Reinforcement of a plain OAAS could either increase or decrease the compressive strength, which depends on the pore structure and capacity of fibers to arrest further opening of cracks [47,48,49]. Increasing porosity by adding fibers decreases the compressive strength of an OAAS, while arresting further opening of cracks increases it. In general, addition of fibers increases the flexural strength caused by fiber bridging action [47,48,49,50], although some degradation in flexural strength was reported and attributed to various reasons, such as use of a high amount of fibers (which resulted in a balling effect), the synergic impacts of hybrid fibers, the properties of bonds at the ITZ between a fiber and matrix, and the impact of these properties on the fiber failure mode [47,48,49].
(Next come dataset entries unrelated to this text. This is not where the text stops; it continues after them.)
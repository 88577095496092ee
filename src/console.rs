use std::io::{self, BufRead, Write};

use thiserror::Error;

use crate::{
    console::reader::Tokens,
    table::{HashTable, Insert, Lookup},
};
pub mod reader;

// Longest key in bytes accepted from the console; longer words are split.
pub const MAX_KEY_LEN: usize = 199;

#[derive(Debug, Clone, PartialEq, Eq)]
pub struct ConsoleOptions {
    // Ends the load phase
    pub load_sentinel: String,
    // Ends the query phase and the session
    pub query_sentinel: String,
    // Prints the whole table in either phase
    pub dump_command: String,
    pub max_key_len: usize,
}

impl Default for ConsoleOptions {
    fn default() -> ConsoleOptions {
        ConsoleOptions {
            load_sentinel: String::from("exit"),
            query_sentinel: String::from("done"),
            dump_command: String::from("print"),
            max_key_len: MAX_KEY_LEN,
        }
    }
}

impl ConsoleOptions {
    // Command words are compared against bounded tokens, so each one has to
    // survive tokenizing intact or it could never be entered.
    pub fn validate(&self) -> Result<(), OptionsError> {
        if self.max_key_len == 0 {
            return Err(OptionsError::ZeroKeyLen);
        }
        for (name, word) in [
            ("load sentinel", &self.load_sentinel),
            ("query sentinel", &self.query_sentinel),
            ("dump command", &self.dump_command),
        ] {
            if word.is_empty() || word.contains(|c: char| c.is_ascii_whitespace()) {
                return Err(OptionsError::NotAWord { name, word: word.clone() });
            }
            if word.len() > self.max_key_len {
                return Err(OptionsError::WordTooLong {
                    name,
                    word: word.clone(),
                    max_key_len: self.max_key_len,
                });
            }
        }
        Ok(())
    }
}

#[derive(Error, Debug, PartialEq, Eq)]
pub enum OptionsError {
    #[error("max key length must be at least 1")]
    ZeroKeyLen,
    #[error("{name} {word:?} must be a single non-empty word")]
    NotAWord { name: &'static str, word: String },
    #[error("{name} {word:?} is longer than the {max_key_len} byte key limit")]
    WordTooLong {
        name: &'static str,
        word: String,
        max_key_len: usize,
    },
}

#[derive(Error, Debug)]
pub enum ConsoleError {
    #[error("invalid console options: {0}")]
    Options(#[from] OptionsError),
    #[error("console i/o failed: {0}")]
    Io(#[from] io::Error),
}

#[derive(Debug, Clone, Copy, PartialEq, Eq)]
pub enum Phase {
    Load,
    Query,
}

#[derive(Debug, Default, Clone, PartialEq, Eq)]
pub struct SessionSummary {
    pub inserted: usize,
    pub duplicates: usize,
    pub errors: usize,
    pub found: usize,
    pub missed: usize,
    pub dumps: usize,
}

// Drives a table from a token stream: inserts until the load sentinel,
// then lookups until the query sentinel.
pub struct Session<'a, W> {
    table: &'a mut HashTable,
    out: W,
    options: &'a ConsoleOptions,
    summary: SessionSummary,
}

impl<'a, W: Write> Session<'a, W> {
    pub fn new(table: &'a mut HashTable, out: W, options: &'a ConsoleOptions) -> Session<'a, W> {
        Session {
            table,
            out,
            options,
            summary: SessionSummary::default(),
        }
    }

    pub fn run<R: BufRead>(mut self, input: R) -> Result<SessionSummary, ConsoleError> {
        self.options.validate()?;
        let mut tokens = Tokens::new(input, self.options.max_key_len);
        for phase in [Phase::Load, Phase::Query] {
            let span = tracing::info_span!("phase", ?phase);
            let _enter = span.enter();
            loop {
                self.prompt(phase)?;
                let Some(token) = tokens.next() else {
                    tracing::info!("input closed");
                    self.out.flush()?;
                    return Ok(self.summary);
                };
                if !self.dispatch(phase, &token?)? {
                    break;
                }
            }
        }
        self.out.flush()?;
        Ok(self.summary)
    }

    fn prompt(&mut self, phase: Phase) -> io::Result<()> {
        match phase {
            Phase::Load => writeln!(
                self.out,
                "Enter data to be added to hash table or ({}) when done",
                self.options.load_sentinel
            )?,
            Phase::Query => writeln!(
                self.out,
                "Enter data to find, {} when complete",
                self.options.query_sentinel
            )?,
        }
        self.out.flush()
    }

    // Returns false once the phase's sentinel is read.
    fn dispatch(&mut self, phase: Phase, token: &str) -> io::Result<bool> {
        let sentinel = match phase {
            Phase::Load => &self.options.load_sentinel,
            Phase::Query => &self.options.query_sentinel,
        };
        if token == sentinel {
            return Ok(false);
        }
        if token == self.options.dump_command {
            self.summary.dumps += 1;
            write!(self.out, "{}", self.table)?;
            return Ok(true);
        }
        match phase {
            Phase::Load => self.load(token)?,
            Phase::Query => self.query(token)?,
        }
        Ok(true)
    }

    fn load(&mut self, key: &str) -> io::Result<()> {
        match self.table.insert(key) {
            Ok(Insert::Inserted(bucket)) => {
                self.summary.inserted += 1;
                writeln!(self.out, "{key} added to hash table at {bucket}")
            }
            Ok(Insert::Duplicate) => {
                self.summary.duplicates += 1;
                writeln!(self.out, "{key} already in hash table")
            }
            Err(e) => {
                self.summary.errors += 1;
                tracing::error!(key, "insert failed: {e}");
                writeln!(self.out, "Error putting into hash table: {e}")
            }
        }
    }

    fn query(&mut self, key: &str) -> io::Result<()> {
        match self.table.lookup(key) {
            Lookup::Found { bucket, .. } => {
                self.summary.found += 1;
                writeln!(self.out, "{key} found in hash table at {bucket}")
            }
            Lookup::NotFound { .. } => {
                self.summary.missed += 1;
                writeln!(self.out, "{key} not found in hash table")
            }
        }
    }
}

#[cfg(test)]
mod tests {
    use crate::console::*;
    use std::io::Cursor;

    fn transcript(table: &mut HashTable, options: &ConsoleOptions, input: &str) -> (String, SessionSummary) {
        let mut out = Vec::new();
        let summary = Session::new(table, &mut out, options)
            .run(Cursor::new(input))
            .unwrap();
        (String::from_utf8(out).unwrap(), summary)
    }

    #[test]
    fn load_then_query() {
        let mut table = HashTable::new();
        let options = ConsoleOptions::default();
        let (out, summary) = transcript(&mut table, &options, "cat\ncat\ndog\nexit\ncat\nbird\ndone\n");
        let load = "Enter data to be added to hash table or (exit) when done\n";
        let query = "Enter data to find, done when complete\n";
        let exp = [
            load,
            "cat added to hash table at 5\n",
            load,
            "cat already in hash table\n",
            load,
            "dog added to hash table at 3\n",
            load,
            query,
            "cat found in hash table at 5\n",
            query,
            "bird not found in hash table\n",
            query,
        ]
        .concat();
        assert_eq!(out, exp);
        assert_eq!(
            summary,
            SessionSummary {
                inserted: 2,
                duplicates: 1,
                found: 1,
                missed: 1,
                ..Default::default()
            }
        );
        assert_eq!(table.len(), 2);
    }

    #[test]
    fn print_in_both_phases() {
        let mut table = HashTable::with_buckets(2).unwrap();
        let options = ConsoleOptions::default();
        let (out, summary) = transcript(&mut table, &options, "print exit print done");
        let empty = "\n# 0 - (Empty)\n# 1 - (Empty)\n\n";
        assert_eq!(out.matches(empty).count(), 2);
        assert_eq!(summary.dumps, 2);
        assert!(table.is_empty());
    }

    #[test]
    fn query_sentinel_is_a_key_while_loading() {
        let mut table = HashTable::new();
        let options = ConsoleOptions::default();
        let (out, _) = transcript(&mut table, &options, "done exit done");
        assert!(out.contains("done added to hash table at 5\n"));
        assert!(table.contains("done"));
    }

    #[test]
    fn end_of_input_ends_session() {
        let mut table = HashTable::new();
        let options = ConsoleOptions::default();
        let (out, summary) = transcript(&mut table, &options, "cat\n");
        assert!(out.ends_with("cat added to hash table at 5\nEnter data to be added to hash table or (exit) when done\n"));
        assert_eq!(summary.inserted, 1);
    }

    fn short_limit_options() -> ConsoleOptions {
        ConsoleOptions {
            load_sentinel: String::from("q"),
            query_sentinel: String::from("qq"),
            dump_command: String::from("p"),
            max_key_len: 3,
        }
    }

    #[test]
    fn long_input_is_bounded() {
        let mut table = HashTable::new();
        let options = short_limit_options();
        let (_, summary) = transcript(&mut table, &options, "catdog q cat qq");
        assert_eq!(summary.inserted, 2);
        assert_eq!(summary.found, 1);
        assert!(table.contains("cat"));
        assert!(table.contains("dog"));
    }

    #[test]
    fn commands_shorter_than_limit_still_match() {
        let mut table = HashTable::new();
        let options = short_limit_options();
        // "qqq" is a key; only the exact sentinel ends the phase
        let (out, summary) = transcript(&mut table, &options, "qqq p q");
        assert_eq!(summary.inserted, 1);
        assert_eq!(summary.dumps, 1);
        assert!(out.contains("Enter data to find, qq when complete\n"));
    }

    #[test]
    fn sentinel_longer_than_limit_is_rejected() {
        let options = ConsoleOptions {
            max_key_len: 3,
            ..Default::default()
        };
        assert_eq!(
            options.validate(),
            Err(OptionsError::WordTooLong {
                name: "load sentinel",
                word: String::from("exit"),
                max_key_len: 3,
            })
        );

        let mut table = HashTable::new();
        let mut out = Vec::new();
        let result = Session::new(&mut table, &mut out, &options).run(Cursor::new("catdog exit"));
        assert!(matches!(
            result,
            Err(ConsoleError::Options(OptionsError::WordTooLong { .. }))
        ));
        assert!(out.is_empty());
        assert!(table.is_empty());
    }

    #[test]
    fn dump_command_longer_than_limit_is_rejected() {
        let options = ConsoleOptions {
            max_key_len: 4,
            ..Default::default()
        };
        assert!(matches!(
            options.validate(),
            Err(OptionsError::WordTooLong { name: "dump command", .. })
        ));
    }

    #[test]
    fn bad_command_words_are_rejected() {
        let zero = ConsoleOptions {
            max_key_len: 0,
            ..Default::default()
        };
        assert_eq!(zero.validate(), Err(OptionsError::ZeroKeyLen));

        let spaced = ConsoleOptions {
            query_sentinel: String::from("all done"),
            ..Default::default()
        };
        assert!(matches!(
            spaced.validate(),
            Err(OptionsError::NotAWord { name: "query sentinel", .. })
        ));
        assert_eq!(ConsoleOptions::default().validate(), Ok(()));
    }

    #[test]
    fn multibyte_keys_stay_within_byte_limit() {
        let mut table = HashTable::new();
        let options = ConsoleOptions::default();
        let input = "é".repeat(199) + " exit";
        let (_, summary) = transcript(&mut table, &options, &input);
        // two identical 99-char halves, then the last 'é'
        assert_eq!(summary.inserted, 2);
        assert_eq!(summary.duplicates, 1);
        assert!(table
            .dump()
            .flat_map(|(_, values)| values)
            .all(|value| value.len() <= MAX_KEY_LEN));
        assert!(table.contains(&"é".repeat(99)));
        assert!(table.contains("é"));
    }

    #[test]
    fn custom_sentinels() {
        let mut table = HashTable::new();
        let options = ConsoleOptions {
            load_sentinel: String::from("q"),
            query_sentinel: String::from("quit"),
            dump_command: String::from("show"),
            ..Default::default()
        };
        let (out, summary) = transcript(&mut table, &options, "exit q exit show quit");
        assert!(out.starts_with("Enter data to be added to hash table or (q) when done\n"));
        assert!(out.contains("Enter data to find, quit when complete\n"));
        assert!(out.contains("exit found in hash table at 3\n"));
        assert_eq!(summary.dumps, 1);
    }
}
The mechanical properties of fiber-reinforced OAASs were addressed in terms of compressive and flexural strength. These properties are shown in Fig. 3. The results reported in Fig. 3a indicate that compressive strength is significantly affected by reinforcement of a plain OAAS with different fiber types and combinations. The addition of single steel and PVA fibers increased the compressive strength by around 25% and 20%, respectively, while the addition of cellulose and basalt fibers reduced the compressive strength by about 20% and 50%, respectively. It seems that using short length steel fibers and PVA could arrest further opening of cracks by bridging these cracks. Interestingly, a hybrid combination of steel and PVA fibers both decreased compressive strength compared to the reference mixture due to the synergic impacts of fibers. Except ST0.5Cel0.5 (≈ 10% increase), all hybrid fiber combinations decreased compressive strength. The compressive strength loss should be investigated by the pore structure of the reinforced compositions. In this regard, the results reported in the sections UPV and water absorption by immersion and capillarity were used to assess indirectly the pore structures of the compositions. The reported values of the UPV reflect this fact that total porosity is not affected by fiber reinforcement, however, it will be shown (in “Water Absorption by Immersion and Capillary” section, water absorption by capillarity) that pores’ connectivity is governed by the fiber combinations. High and low pore’s connectivity and tortuosity with equal total porosity means that the diameters of pores are fine and coarse, respectively. According to the compressive strength, strength gain and loss were mainly observed in the reinforced compositions with fine and large pore’s diameter, respectively.

Fig. 3
figure3

Effects of using different fibers on a compressive strength and b flexural strength

Comparison of the mechanical strength of different OAASs revealed that the impacts of hybrid fibers on flexural strength are greater than the impacts on compressive strength. As indicated in Fig. 3b, except for Cel1 and Bs0.5Cel0.5, the addition of single or hybrid fibers increased flexural strength compared to plain OAASs due to bridging function of fibers. The maximum increase in flexural strength (≈ 2 times the baseline) was achieved with St1 and St0.5Cel0.5, although the compressive strength of the mixture reinforced with hybrid steel and PVA fibers was decreased.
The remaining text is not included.